**Given records**
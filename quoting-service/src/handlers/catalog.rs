//! Catalog listing handlers.

use crate::dtos::{CatalogItemResponse, PackageResponse};
use crate::startup::AppState;
use axum::{extract::State, Json};

/// List every individually priced item, in category order.
///
/// GET /v1/catalog/items
pub async fn list_items(State(state): State<AppState>) -> Json<Vec<CatalogItemResponse>> {
    Json(
        state
            .quotes
            .catalog()
            .items()
            .map(CatalogItemResponse::from)
            .collect(),
    )
}

/// GET /v1/catalog/packages
pub async fn list_packages(State(state): State<AppState>) -> Json<Vec<PackageResponse>> {
    Json(
        state
            .quotes
            .catalog()
            .packages()
            .map(PackageResponse::from)
            .collect(),
    )
}
//! quoting-service: renovation quote pricing engine.
//!
//! The pricing core (`models`, `services`) is plain synchronous Rust over an
//! immutable catalog. `handlers` and `startup` expose it over HTTP.

pub mod config;
pub mod dtos;
pub mod error;
pub mod handlers;
pub mod models;
pub mod money;
pub mod services;
pub mod startup;
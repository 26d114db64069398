//! Read models consumed by the document and persistence layers.

use super::{CategorySubtotal, LineItem, QualityTier, QuoteTotals, WorkCategory};
use chrono::{DateTime, Utc};
use rust_decimal::Decimal;
use serde::Serialize;
use uuid::Uuid;

/// One rendered line, with its derived subtotal.
#[derive(Debug, Clone, PartialEq, Serialize)]
pub struct LineSummary {
    pub category: WorkCategory,
    pub code: String,
    pub description: String,
    pub unit: String,
    pub quantity: Decimal,
    pub unit_price: Decimal,
    pub subtotal: Decimal,
    pub quality: QualityTier,
    pub is_package: bool,
    #[serde(skip_serializing_if = "Vec::is_empty")]
    pub included_items: Vec<String>,
    #[serde(skip_serializing_if = "Option::is_none")]
    pub notes: Option<String>,
}

impl From<&LineItem> for LineSummary {
    fn from(line: &LineItem) -> Self {
        Self {
            category: line.category(),
            code: line.code().to_string(),
            description: line.description().to_string(),
            unit: line.unit().to_string(),
            quantity: line.quantity(),
            unit_price: line.unit_price(),
            subtotal: line.subtotal(),
            quality: line.quality(),
            is_package: line.is_package(),
            included_items: line.included_items().to_vec(),
            notes: line.notes().map(str::to_string),
        }
    }
}

/// Everything a renderer needs, already computed.
#[derive(Debug, Clone, PartialEq, Serialize)]
pub struct QuoteSummary {
    pub quote_id: Uuid,
    pub quote_number: String,
    pub created_utc: DateTime<Utc>,
    pub valid_until: DateTime<Utc>,
    pub lines: Vec<LineSummary>,
    pub breakdown: Vec<CategorySubtotal>,
    pub totals: QuoteTotals,
}

/// Business-rule check over a finished quote.
#[derive(Debug, Clone, Default, PartialEq, Eq, Serialize)]
pub struct QuoteValidation {
    pub valid: bool,
    pub errors: Vec<String>,
    pub warnings: Vec<String>,
}
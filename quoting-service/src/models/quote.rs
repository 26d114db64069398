//! Quote model: the ordered set of priced lines for one project.

use super::{LineItem, ProjectParameters, QuoteTotals, ValidationWarning, WorkCategory};
use crate::money::round_money;
use chrono::{DateTime, Duration, Utc};
use rust_decimal::Decimal;
use serde::{Deserialize, Serialize};
use uuid::Uuid;

/// Days a quote stays valid when nothing else is configured.
pub const DEFAULT_VALIDITY_DAYS: u32 = 30;

/// A quote under construction.
///
/// Owns its lines exclusively; insertion order is display order. All money
/// figures are derived on read, nothing is cached.
#[derive(Debug, Clone, PartialEq)]
pub struct Quote {
    quote_id: Uuid,
    project: ProjectParameters,
    lines: Vec<LineItem>,
    discount_percentage: Decimal,
    validity_days: u32,
    created_utc: DateTime<Utc>,
}

/// Summed subtotal of one category.
#[derive(Debug, Clone, PartialEq, Eq, Serialize)]
pub struct CategorySubtotal {
    pub category: WorkCategory,
    pub name: &'static str,
    pub amount: Decimal,
}

/// Persisted snapshot of a quote.
#[derive(Debug, Clone, PartialEq, Serialize, Deserialize)]
pub struct QuoteRecord {
    pub quote_id: Uuid,
    pub quote_number: String,
    pub project: ProjectParameters,
    pub lines: Vec<LineItem>,
    pub discount_percentage: Decimal,
    pub validity_days: u32,
    pub created_utc: DateTime<Utc>,
    /// Pricing in force when the quote was persisted. Reloads recompute with
    /// these, not with whatever is configured at reload time.
    pub rounding_percentage: Decimal,
    pub tax_percentage: Decimal,
    pub tax_policy: String,
    /// Total at the time of persisting; checked again on reload.
    pub total: Decimal,
}

impl Quote {
    pub fn new(project: ProjectParameters) -> Self {
        Self {
            quote_id: Uuid::new_v4(),
            project,
            lines: Vec::new(),
            discount_percentage: Decimal::ZERO,
            validity_days: DEFAULT_VALIDITY_DAYS,
            created_utc: Utc::now(),
        }
    }

    pub fn with_validity_days(mut self, days: u32) -> Self {
        self.validity_days = days.max(1);
        self
    }

    pub fn quote_id(&self) -> Uuid {
        self.quote_id
    }

    pub fn project(&self) -> &ProjectParameters {
        &self.project
    }

    pub fn lines(&self) -> &[LineItem] {
        &self.lines
    }

    pub fn is_empty(&self) -> bool {
        self.lines.is_empty()
    }

    pub fn discount_percentage(&self) -> Decimal {
        self.discount_percentage
    }

    pub fn validity_days(&self) -> u32 {
        self.validity_days
    }

    pub fn created_utc(&self) -> DateTime<Utc> {
        self.created_utc
    }

    /// Human-facing number derived from the creation time.
    pub fn quote_number(&self) -> String {
        format!("Q-{}", self.created_utc.format("%Y%m%d%H%M%S"))
    }

    pub fn valid_until(&self) -> DateTime<Utc> {
        self.created_utc + Duration::days(i64::from(self.validity_days))
    }

    pub fn add_line(&mut self, line: LineItem) {
        self.lines.push(line);
    }

    pub fn add_lines(&mut self, lines: impl IntoIterator<Item = LineItem>) {
        self.lines.extend(lines);
    }

    /// Remove the line at `index`. Out-of-range indexes are a no-op returning
    /// false, since UI undo/redo can race with removals.
    pub fn remove_line(&mut self, index: usize) -> bool {
        if index < self.lines.len() {
            let removed = self.lines.remove(index);
            tracing::debug!(code = %removed.code(), index = index, "Line removed from quote");
            true
        } else {
            false
        }
    }

    pub fn clear_lines(&mut self) {
        self.lines.clear();
    }

    /// Set the discount, clamping into [0, 100].
    ///
    /// Returns a warning when the requested value had to be clamped.
    pub fn set_discount_percentage(&mut self, percentage: Decimal) -> Option<ValidationWarning> {
        let applied = percentage.clamp(Decimal::ZERO, Decimal::ONE_HUNDRED);
        self.discount_percentage = applied;

        if applied != percentage {
            tracing::warn!(
                requested = %percentage,
                applied = %applied,
                "Discount percentage out of range, clamped"
            );
            Some(ValidationWarning::DiscountClamped {
                requested: percentage,
                applied,
            })
        } else {
            None
        }
    }

    /// Sum of line subtotals, rounded to cents.
    pub fn subtotal(&self) -> Decimal {
        round_money(self.lines.iter().map(LineItem::subtotal).sum())
    }

    /// Subtotal per category in fixed category order, skipping zero sums.
    pub fn breakdown_by_category(&self) -> Vec<CategorySubtotal> {
        WorkCategory::ALL
            .iter()
            .filter_map(|category| {
                let amount: Decimal = self
                    .lines
                    .iter()
                    .filter(|line| line.category() == *category)
                    .map(LineItem::subtotal)
                    .sum();
                let amount = round_money(amount);
                (!amount.is_zero()).then(|| CategorySubtotal {
                    category: *category,
                    name: category.display_name(),
                    amount,
                })
            })
            .collect()
    }

    /// Snapshot for persistence, stamped with the totals computed by the caller.
    pub fn to_record(&self, totals: &QuoteTotals) -> QuoteRecord {
        QuoteRecord {
            quote_id: self.quote_id,
            quote_number: self.quote_number(),
            project: self.project.clone(),
            lines: self.lines.clone(),
            discount_percentage: self.discount_percentage,
            validity_days: self.validity_days,
            created_utc: self.created_utc,
            rounding_percentage: totals.rounding_percentage,
            tax_percentage: totals.tax_percentage,
            tax_policy: totals.tax_policy.clone(),
            total: totals.total,
        }
    }

    /// Rebuild a quote from a snapshot. Lines were already validated while
    /// deserializing; the discount goes through the usual clamp and any clamp
    /// warning is handed back.
    pub fn from_record(record: QuoteRecord) -> (Self, Option<ValidationWarning>) {
        let mut quote = Self {
            quote_id: record.quote_id,
            project: record.project,
            lines: record.lines,
            discount_percentage: Decimal::ZERO,
            validity_days: record.validity_days.max(1),
            created_utc: record.created_utc,
        };
        let warning = quote.set_discount_percentage(record.discount_percentage);
        (quote, warning)
    }
}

**What the exercise asks**
Go through the entries above and copy out every line that includes the word "Duration".

**Reply**
use chrono::{DateTime, Duration, Utc};
        self.created_utc + Duration::days(i64::from(self.validity_days))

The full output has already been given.